My first scenario would be confirmation: price holds the important area, volume stays supportive, and the next pullback does not fully erase the previous move. In that case, wait for rejection and confirmation instead of trading every wick.
The opposite scenario is just as important. If price rejects the level, closes back into the old range, or moves too far without offering a clean stop, the setup becomes lower quality. If the entry is late, the same idea can become a poor trade because the reward-to-risk gets worse.
This is not about being bullish or bearish by default. It is about having a plan for both continuation and failure before the market forces a decision.
For ADAUSD, the context is slow trend development and support retests. The key idea around liquidity sweep is that a sweep is useful only after price reclaims the level. That means I would not build a trade only from the direction of the last candle.

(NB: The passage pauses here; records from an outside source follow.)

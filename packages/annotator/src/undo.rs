//! Undo host seam.
//!
//! Tagger operations that change the document in several steps bracket
//! the whole operation as one undo level: they push a checkpoint and then
//! ask the host to ignore the checkpoint its own change tracking would take.

use std::sync::atomic::{AtomicUsize, Ordering};
use std::sync::Arc;

/// The undo manager of the editing surface.
pub trait UndoHost: Send {
    /// Record the current state as an undo level.
    fn push_checkpoint(&mut self);

    /// Skip the next automatically taken checkpoint.
    fn suppress_next_checkpoint(&mut self);
}

/// Undo host for headless use.
#[derive(Debug, Clone, Copy, Default)]
pub struct NoopUndo;

impl UndoHost for NoopUndo {
    fn push_checkpoint(&mut self) {}

    fn suppress_next_checkpoint(&mut self) {}
}

/// Undo host that counts calls. Clones share their counters.
#[derive(Debug, Clone, Default)]
pub struct RecordingUndo {
    checkpoints: Arc<AtomicUsize>,
    suppressed: Arc<AtomicUsize>,
}

impl RecordingUndo {
    #[must_use]
    pub fn checkpoints(&self) -> usize {
        self.checkpoints.load(Ordering::SeqCst)
    }

    #[must_use]
    pub fn suppressed(&self) -> usize {
        self.suppressed.load(Ordering::SeqCst)
    }
}

impl UndoHost for RecordingUndo {
    fn push_checkpoint(&mut self) {
        self.checkpoints.fetch_add(1, Ordering::SeqCst);
    }

    fn suppress_next_checkpoint(&mut self) {
        self.suppressed.fetch_add(1, Ordering::SeqCst);
    }
}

My first scenario would be confirmation: price holds the important area, volume stays supportive, and the next pullback does not fully erase the previous move. In that case, wait for rejection and confirmation instead of trading every wick.
The opposite scenario is just as important. If price rejects the level, closes back into the old range, or moves too far without offering a clean stop, the setup becomes lower quality. If the entry is late, the same idea can become a poor trade because the reward-to-risk gets worse.
This is not about being bullish or bearish by default. It is about having a plan for both continuation and failure before the market forces a decision.